#### DATA TO PROCESS:
==============================

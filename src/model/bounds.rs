/// Axis-aligned bounding box. Infinite extents mark unbounded directions.
#[derive(Debug, Clone, Copy, PartialEq)]
pub struct BoundingBox {
    pub lower: [f64; 3],
    pub upper: [f64; 3],
}

impl BoundingBox {
    pub fn new(lower: [f64; 3], upper: [f64; 3]) -> Self {
        Self { lower, upper }
    }

    pub fn infinite() -> Self {
        Self::new([f64::NEG_INFINITY; 3], [f64::INFINITY; 3])
    }

    pub fn empty() -> Self {
        Self::new([f64::INFINITY; 3], [f64::NEG_INFINITY; 3])
    }

    pub fn intersection(&self, other: &Self) -> Self {
        let mut out = *self;
        for k in 0..3 {
            out.lower[k] = out.lower[k].max(other.lower[k]);
            out.upper[k] = out.upper[k].min(other.upper[k]);
        }
        out
    }

    pub fn union(&self, other: &Self) -> Self {
        let mut out = *self;
        for k in 0..3 {
            out.lower[k] = out.lower[k].min(other.lower[k]);
            out.upper[k] = out.upper[k].max(other.upper[k]);
        }
        out
    }

    pub fn is_finite(&self) -> bool {
        self.lower.iter().chain(self.upper.iter()).all(|v| v.is_finite())
    }

    pub fn is_empty(&self) -> bool {
        (0..3).any(|k| self.lower[k] > self.upper[k])
    }

    pub fn center(&self) -> [f64; 3] {
        [
            0.5 * (self.lower[0] + self.upper[0]),
            0.5 * (self.lower[1] + self.upper[1]),
            0.5 * (self.lower[2] + self.upper[2]),
        ]
    }
}

#[cfg(test)]
mod tests {
    use super::*;

    #[test]
    fn intersection_tightens_and_union_widens() {
        let a = BoundingBox::new([-1.0, -1.0, -1.0], [1.0, 1.0, 1.0]);
        let b = BoundingBox::new([0.0, -2.0, 0.0], [3.0, 0.5, 0.5]);
        let i = a.intersection(&b);
        assert_eq!(i.lower, [0.0, -1.0, 0.0]);
        assert_eq!(i.upper, [1.0, 0.5, 0.5]);
        let u = a.union(&b);
        assert_eq!(u.lower, [-1.0, -2.0, -1.0]);
        assert_eq!(u.upper, [3.0, 1.0, 1.0]);
    }

    #[test]
    fn empty_is_identity_for_union() {
        let a = BoundingBox::new([0.0; 3], [2.0; 3]);
        assert_eq!(BoundingBox::empty().union(&a), a);
        assert!(BoundingBox::empty().is_empty());
        assert_eq!(a.center(), [1.0; 3]);
    }

    #[test]
    fn infinite_is_not_finite() {
        assert!(!BoundingBox::infinite().is_finite());
        assert!(BoundingBox::new([0.0; 3], [1.0; 3]).is_finite());
    }
}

==============================

Taking no liberties, give the material above again in full.

filename src/model/bounds.rs
/// Axis-aligned bounding box. Infinite extents mark unbounded directions.
#[derive(Debug, Clone, Copy, PartialEq)]
pub struct BoundingBox {
    pub lower: [f64; 3],
    pub upper: [f64; 3],
}

impl BoundingBox {
    pub fn new(lower: [f64; 3], upper: [f64; 3]) -> Self {
        Self { lower, upper }
    }

    pub fn infinite() -> Self {
        Self::new([f64::NEG_INFINITY; 3], [f64::INFINITY; 3])
    }

    pub fn empty() -> Self {
        Self::new([f64::INFINITY; 3], [f64::NEG_INFINITY; 3])
    }

    pub fn intersection(&self, other: &Self) -> Self {
        let mut out = *self;
        for k in 0..3 {
            out.lower[k] = out.lower[k].max(other.lower[k]);
            out.upper[k] = out.upper[k].min(other.upper[k]);
        }
        out
    }

    pub fn union(&self, other: &Self) -> Self {
        let mut out = *self;
        for k in 0..3 {
            out.lower[k] = out.lower[k].min(other.lower[k]);
            out.upper[k] = out.upper[k].max(other.upper[k]);
        }
        out
    }

    pub fn is_finite(&self) -> bool {
        self.lower.iter().chain(self.upper.iter()).all(|v| v.is_finite())
    }

    pub fn is_empty(&self) -> bool {
        (0..3).any(|k| self.lower[k] > self.upper[k])
    }

    pub fn center(&self) -> [f64; 3] {
        [
            0.5 * (self.lower[0] + self.upper[0]),
            0.5 * (self.lower[1] + self.upper[1]),
            0.5 * (self.lower[2] + self.upper[2]),
        ]
    }
}

#[cfg(test)]
mod tests {
    use super::*;

    #[test]
    fn intersection_tightens_and_union_widens() {
        let a = BoundingBox::new([-1.0, -1.0, -1.0], [1.0, 1.0, 1.0]);
        let b = BoundingBox::new([0.0, -2.0, 0.0], [3.0, 0.5, 0.5]);
        let i = a.intersection(&b);
        assert_eq!(i.lower, [0.0, -1.0, 0.0]);
        assert_eq!(i.upper, [1.0, 0.5, 0.5]);
        let u = a.union(&b);
        assert_eq!(u.lower, [-1.0, -2.0, -1.0]);
        assert_eq!(u.upper, [3.0, 1.0, 1.0]);
    }

    #[test]
    fn empty_is_identity_for_union() {
        let a = BoundingBox::new([0.0; 3], [2.0; 3]);
        assert_eq!(BoundingBox::empty().union(&a), a);
        assert!(BoundingBox::empty().is_empty());
        assert_eq!(a.center(), [1.0; 3]);
    }

    #[test]
    fn infinite_is_not_finite() {
        assert!(!BoundingBox::infinite().is_finite());
        assert!(BoundingBox::new([0.0; 3], [1.0; 3]).is_finite());
    }
}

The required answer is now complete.